Este é o prefácio do livro "Eu Sei Que Você Sabe", da autoria de Joaquim Letria que, com a devida autorização do editor, aqui reproduzo:

Uma atitude
Tem nas suas mãos um livro polémico, excitante e interessante publicado por um jovem jornalista que gosta de ir mais longe e a maior profundidade no porquê dos factos e no seu relacionamento, para melhor perceber a razão de ser das coisas e que, da sua curta existência e da sua ainda breve vida profissional, já retirou a experiência suficiente para saber que muitas coisas nem sempre são o que parecem, que outras não aconteceram acidentalmente, que certos acontecimentos não ocorreram como foram descritos e que raramente as coincidências são obra do acaso.
Tive o prazer, e o privilégio, de dirigir uma jovem equipa de jornalistas que incluía Frederico Duarte Carvalho.
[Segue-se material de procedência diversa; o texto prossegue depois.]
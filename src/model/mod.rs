//! Data models for region-of-interest analysis.

mod region;

pub use region::Region;
#![allow(dead_code)]

use std::sync::atomic::{AtomicBool, AtomicUsize, Ordering};
use std::sync::{Arc, Mutex};
use std::time::Duration;

use async_trait::async_trait;
use tokio::time::Instant;
use tts_sequencer::{
    Line, Player, PlayerSnapshot, Section, SpeechEngine, SpeechError, SpeechParams, Voice,
};

pub const UTTERANCE: Duration = Duration::from_secs(1);

#[derive(Debug, Clone)]
pub struct SpokenCall {
    pub text: String,
    pub voice: Option<String>,
    pub at: Instant,
}

/// Engine that takes [`UTTERANCE`] per call and never really interrupts,
/// so late completions after a stop are always delivered.
pub struct ScriptedEngine {
    available: AtomicBool,
    fail_on: Vec<String>,
    voices: Vec<Voice>,
    calls: Mutex<Vec<SpokenCall>>,
    cancels: AtomicUsize,
}

impl ScriptedEngine {
    pub fn new() -> Arc<Self> {
        Self::build(Vec::new(), Vec::new())
    }

    pub fn failing_on(texts: &[&str]) -> Arc<Self> {
        Self::build(texts.iter().map(|t| t.to_string()).collect(), Vec::new())
    }

    pub fn with_voices(voices: Vec<Voice>) -> Arc<Self> {
        Self::build(Vec::new(), voices)
    }

    fn build(fail_on: Vec<String>, voices: Vec<Voice>) -> Arc<Self> {
        Arc::new(Self {
            available: AtomicBool::new(true),
            fail_on,
            voices,
            calls: Mutex::new(Vec::new()),
            cancels: AtomicUsize::new(0),
        })
    }

    pub fn set_available(&self, available: bool) {
        self.available.store(available, Ordering::SeqCst);
    }

    pub fn calls(&self) -> Vec<SpokenCall> {
        self.calls.lock().unwrap().clone()
    }

    pub fn texts(&self) -> Vec<String> {
        self.calls().into_iter().map(|c| c.text).collect()
    }

    pub fn cancels(&self) -> usize {
        self.cancels.load(Ordering::SeqCst)
    }
}

#[async_trait]
impl SpeechEngine for ScriptedEngine {
    fn is_available(&self) -> bool {
        self.available.load(Ordering::SeqCst)
    }

    async fn speak(&self, text: &str, params: &SpeechParams) -> Result<(), SpeechError> {
        self.calls.lock().unwrap().push(SpokenCall {
            text: text.to_string(),
            voice: params.voice.clone(),
            at: Instant::now(),
        });
        tokio::time::sleep(UTTERANCE).await;
        if self.fail_on.iter().any(|t| t == text) {
            Err(SpeechError::Failed("scripted failure".to_string()))
        } else {
            Ok(())
        }
    }

    fn cancel_all(&self) {
        self.cancels.fetch_add(1, Ordering::SeqCst);
    }

    async fn list_voices(&self) -> Result<Vec<Voice>, SpeechError> {
        Ok(self.voices.clone())
    }
}

pub fn init_logging() {
    let _ = env_logger::builder().is_test(true).try_init();
}

pub fn line(id: u64, sentences: &[&str]) -> Line {
    Line {
        id,
        speaker: "Anna".to_string(),
        sentences: sentences.iter().map(|s| s.to_string()).collect(),
    }
}

pub fn section(sentences: &[&str]) -> Section {
    Section {
        id: 7,
        title: "Chapter".to_string(),
        sentences: sentences.iter().map(|s| s.to_string()).collect(),
    }
}

pub fn voice(id: &str, name: &str, language: &str) -> Voice {
    Voice {
        id: id.to_string(),
        name: name.to_string(),
        language: Some(language.to_string()),
    }
}

/// Wait until a published snapshot satisfies `pred`.
pub async fn wait_until(player: &Player, pred: impl FnMut(&PlayerSnapshot) -> bool) {
    let mut snapshots = player.subscribe();
    tokio::time::timeout(Duration::from_secs(600), snapshots.wait_for(pred))
        .await
        .expect("timed out waiting for player")
        .expect("player runtime gone");
}

/// Let paused time run forward so pending speaks and waits play out.
pub async fn settle(duration: Duration) {
    tokio::time::sleep(duration).await;
}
E se desses tempos alguma coisa de bom tenho a recordar, uma delas é, sem dúvida, a insatisfação permanente do Frederico, as suas dúvidas, por vezes incómodas, o seu arrojo, que muitos confundiam com descaramento, e a vontade irreprimível de ir sempre mais longe, o desejo de ter informação privilegiada, o profissionalismo com que buscava as fontes e que com elas se relacionava, o anseio de ultrapassar a sua porção da verdade para atingir a quase impossível verdade total.
Percebo, portanto, a motivação de Frederico Duarte Carvalho ao escrever este livro. Compreendo o relacionamento que nele faz entre factos, o cruzamento que permanentemente executa das informações, a inquietação com que põe em causa as verdades sedimentadas de alguns factos importantes que ele próprio, pela sua idade, não viveu plenamente mas a que se deu ao trabalho paciente de investigar .
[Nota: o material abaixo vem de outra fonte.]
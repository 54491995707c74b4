use std::time::Duration;

use serde::Serialize;

use super::queue::{PlaybackQueue, PlaybackScope, PlaybackUnit, UnitKey};
use super::segmenter::{segment, Segment};
use super::session::{SessionCounter, SessionToken};
use super::{Effect, Ticket, Utterance};
use crate::config::{PlaybackConfig, SpeechParams};

/// How long a blank unit stays highlighted before the chain moves on.
pub const BLANK_UNIT_DELAY: Duration = Duration::from_millis(200);

#[derive(Debug, Clone, Copy, PartialEq, Eq, Default, Serialize)]
pub enum SequencerState {
    #[default]
    Idle,
    Playing,
}

/// What happens after a unit has been spoken.
#[derive(Debug, Clone, Copy, PartialEq, Eq)]
pub struct PlaybackBehavior {
    /// Replay the same unit instead of advancing, until stopped.
    pub repeat_current: bool,
    /// Times each speak call is made before moving on. 0 is read as 1.
    pub repeat_count: u32,
}

impl Default for PlaybackBehavior {
    fn default() -> Self {
        Self {
            repeat_current: false,
            repeat_count: 1,
        }
    }
}

impl PlaybackBehavior {
    /// Behavior of a chain of `scope` under `config`. Scene and line chains
    /// never repeat the current unit.
    pub fn for_scope(scope: PlaybackScope, config: &PlaybackConfig) -> Self {
        Self {
            repeat_current: scope.allows_repeat() && config.repeat_current,
            repeat_count: config.effective_repeat_count(),
        }
    }
}

/// Continuation of a sequencer chain.
#[derive(Debug, Clone, Copy, PartialEq, Eq)]
pub struct SequenceTicket {
    session: SessionToken,
    scope: PlaybackScope,
    index: usize,
    /// Stamp of the one continuation the chain is waiting for.
    step: u64,
    resume: Resume,
}

impl SequenceTicket {
    pub fn session(&self) -> SessionToken {
        self.session
    }

    pub fn scope(&self) -> PlaybackScope {
        self.scope
    }

    pub fn index(&self) -> usize {
        self.index
    }
}

#[derive(Debug, Clone, Copy, PartialEq, Eq)]
enum Resume {
    /// Pass `pass` of a segment finished speaking.
    Spoken { segment: usize, pass: u32 },
    /// The gap before `next` elapsed.
    Gap { next: usize },
    /// The blank-unit delay elapsed.
    Blank,
}

#[derive(Debug)]
struct Chain {
    queue: PlaybackQueue,
    behavior: PlaybackBehavior,
    current: Option<UnitProgress>,
    awaiting: u64,
}

/// The unit being spoken, with the auto-pause snapshot taken when it
/// started. Empty `segments` means a blank unit.
#[derive(Debug)]
struct UnitProgress {
    index: usize,
    segments: Vec<Segment>,
    pause: Duration,
}

/// Walks a [`PlaybackQueue`] one unit at a time.
///
/// A chain lives from [`start`](Self::start) until it runs off the end of
/// its queue, is stopped, or is replaced by another `start`. Every
/// continuation is checked against the live session token, the live scope
/// and the stopped flag before it may touch any state. Engine cancellation
/// is not relied on.
#[derive(Debug, Default)]
pub struct Sequencer {
    sessions: SessionCounter,
    live_scope: Option<PlaybackScope>,
    chain: Option<Chain>,
    highlight: Option<UnitKey>,
}

impl Sequencer {
    pub fn new() -> Self {
        Self::default()
    }

    pub fn state(&self) -> SequencerState {
        if self.chain.is_some() {
            SequencerState::Playing
        } else {
            SequencerState::Idle
        }
    }

    pub fn is_playing(&self) -> bool {
        self.state() == SequencerState::Playing
    }

    /// The unit currently speaking (or waiting out its blank delay).
    pub fn highlight(&self) -> Option<&UnitKey> {
        self.highlight.as_ref()
    }

    /// Scope and queue index of the live chain's current unit.
    pub fn position(&self) -> Option<(PlaybackScope, usize)> {
        let chain = self.chain.as_ref()?;
        let current = chain.current.as_ref()?;
        Some((chain.queue.scope(), current.index))
    }

    /// Stop whatever is playing, then play `queue` from `start_index`.
    pub fn start(
        &mut self,
        queue: PlaybackQueue,
        start_index: usize,
        behavior: PlaybackBehavior,
        config: &PlaybackConfig,
    ) -> Vec<Effect> {
        let mut effects = self.stop();
        let session = self.sessions.begin();
        let scope = queue.scope();
        log::debug!(
            "Starting {scope:?} playback {session}: {} units from index {start_index}",
            queue.len()
        );

        self.live_scope = Some(scope);
        self.chain = Some(Chain {
            queue,
            behavior,
            current: None,
            awaiting: 0,
        });
        effects.extend(self.advance(session, start_index, config));
        effects
    }

    /// Invalidate the live chain. Idempotent.
    ///
    /// Any continuation of the stopped chain that still arrives later is a
    /// no-op, whether or not the engine honoured the cancel request.
    pub fn stop(&mut self) -> Vec<Effect> {
        self.sessions.stop();
        if let Some(chain) = self.chain.take() {
            log::debug!("Stopping {:?} playback", chain.queue.scope());
        }
        self.live_scope = None;
        self.highlight = None;
        vec![Effect::CancelTimers, Effect::CancelSpeech]
    }

    /// Update `repeat_current` on the live chain, if its scope repeats at all.
    pub fn set_repeat_current(&mut self, repeat_current: bool) {
        if let Some(chain) = self.chain.as_mut() {
            if chain.queue.scope().allows_repeat() {
                chain.behavior.repeat_current = repeat_current;
            }
        }
    }

    /// Continue the chain `ticket` belongs to, if it is still live.
    pub fn resume(&mut self, ticket: &SequenceTicket, config: &PlaybackConfig) -> Vec<Effect> {
        if !self.admits(ticket) {
            log::trace!("Dropping stale continuation {ticket:?}");
            return Vec::new();
        }

        match ticket.resume {
            Resume::Blank => self.unit_finished(ticket, config),
            Resume::Gap { next } => self.speak_segment(ticket, next, 0, &config.speech),
            Resume::Spoken { segment, pass } => self.segment_spoken(ticket, segment, pass, config),
        }
    }

    /// Repeat the segment, wait out its gap, move to the next segment, or
    /// finish the unit, in that order.
    fn segment_spoken(
        &mut self,
        ticket: &SequenceTicket,
        segment: usize,
        pass: u32,
        config: &PlaybackConfig,
    ) -> Vec<Effect> {
        let Some((repeats, gap, has_next)) = self.chain.as_ref().and_then(|chain| {
            let progress = chain.current.as_ref()?;
            let seg = progress.segments.get(segment)?;
            Some((
                chain.behavior.repeat_count.max(1),
                seg.gap_after.then_some(progress.pause),
                segment + 1 < progress.segments.len(),
            ))
        }) else {
            return Vec::new();
        };

        if pass + 1 < repeats {
            return self.speak_segment(ticket, segment, pass + 1, &config.speech);
        }
        if !has_next {
            return self.unit_finished(ticket, config);
        }
        match gap {
            Some(delay) => {
                let next = self.issue(ticket, Resume::Gap { next: segment + 1 });
                vec![Effect::Wait {
                    delay,
                    ticket: Ticket::Sequence(next),
                }]
            }
            None => self.speak_segment(ticket, segment + 1, 0, &config.speech),
        }
    }

    fn admits(&self, ticket: &SequenceTicket) -> bool {
        self.sessions.is_live(ticket.session)
            && self.live_scope == Some(ticket.scope)
            && self.chain.as_ref().is_some_and(|chain| {
                chain.awaiting == ticket.step
                    && chain
                        .current
                        .as_ref()
                        .is_some_and(|progress| progress.index == ticket.index)
            })
    }

    /// Stamp a new continuation; earlier ones of this chain stop matching.
    fn issue(&mut self, base: &SequenceTicket, resume: Resume) -> SequenceTicket {
        let step = match self.chain.as_mut() {
            Some(chain) => {
                chain.awaiting += 1;
                chain.awaiting
            }
            None => 0,
        };
        SequenceTicket {
            step,
            resume,
            ..*base
        }
    }

    fn current(&self) -> Option<&UnitProgress> {
        self.chain.as_ref()?.current.as_ref()
    }

    fn advance(
        &mut self,
        session: SessionToken,
        index: usize,
        config: &PlaybackConfig,
    ) -> Vec<Effect> {
        let Some(chain) = self.chain.as_ref() else {
            return Vec::new();
        };
        let scope = chain.queue.scope();
        let Some(unit) = chain.queue.get(index).cloned() else {
            log::debug!("{scope:?} playback {session} finished");
            self.finish();
            return Vec::new();
        };

        self.highlight = Some(unit.key.clone());
        let segments = speakable_segments(&unit, config);
        let blank = segments.is_empty();
        if let Some(chain) = self.chain.as_mut() {
            chain.current = Some(UnitProgress {
                index,
                segments,
                pause: config.auto_pause.pause(),
            });
        }

        let base = SequenceTicket {
            session,
            scope,
            index,
            step: 0,
            resume: Resume::Blank,
        };
        if blank {
            log::trace!("Unit {} is blank, skipping after delay", unit.key);
            let ticket = self.issue(&base, Resume::Blank);
            return vec![Effect::Wait {
                delay: BLANK_UNIT_DELAY,
                ticket: Ticket::Sequence(ticket),
            }];
        }
        self.speak_segment(&base, 0, 0, &config.speech)
    }

    fn speak_segment(
        &mut self,
        base: &SequenceTicket,
        segment: usize,
        pass: u32,
        params: &SpeechParams,
    ) -> Vec<Effect> {
        let Some(text) = self
            .current()
            .and_then(|p| p.segments.get(segment))
            .map(|seg| seg.text.clone())
        else {
            return Vec::new();
        };
        let ticket = self.issue(base, Resume::Spoken { segment, pass });
        vec![Effect::Speak(Utterance {
            text,
            params: params.clone(),
            ticket: Ticket::Sequence(ticket),
        })]
    }

    fn unit_finished(&mut self, ticket: &SequenceTicket, config: &PlaybackConfig) -> Vec<Effect> {
        let Some(chain) = self.chain.as_ref() else {
            return Vec::new();
        };
        let Some(progress) = chain.current.as_ref() else {
            return Vec::new();
        };

        let next = if chain.behavior.repeat_current {
            progress.index
        } else {
            progress.index + 1
        };
        self.advance(ticket.session, next, config)
    }

    fn finish(&mut self) {
        self.sessions.stop();
        self.chain = None;
        self.live_scope = None;
        self.highlight = None;
    }
}

/// Segments to speak for `unit`, or none if nothing in it is speakable.
fn speakable_segments(unit: &PlaybackUnit, config: &PlaybackConfig) -> Vec<Segment> {
    if unit.is_blank() {
        return Vec::new();
    }
    let segments = segment(&unit.text, &config.auto_pause);
    if segments.iter().all(|s| s.text.is_empty()) {
        return Vec::new();
    }
    segments
}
E é sobretudo isso que fascina no labor sempre activo do Frederico e é isso que atrai neste livro onde há interrogações que os mais crédulos podem alcunhar de especulações jornalísticas e no qual surgem passagens que não são mais do que simples somas de dois mais dois , mas que ninguém ainda concluíra que o resultado final era igual a quatro.
Num momento muito particular da História, e quando emergem novas gerações a quem é ensinado o conformismo, ou que aprendem as vantagens de aceitar o que lhes é dito como verdade inquestionável, é reconfortante encontrar alguém que não se cansa de fazer perguntas, nem se atemoriza a questionar, como Frederico Duarte Carvalho. No fundo, homenageando com esta sua permanente atitude gente que deu a própria vida à verdadeira investigação jornalística, como tributo à liberdade de expressão e à verdade a que todos os cidadãos livres têm direito para uma sociedade mais justa e mais verdadeira.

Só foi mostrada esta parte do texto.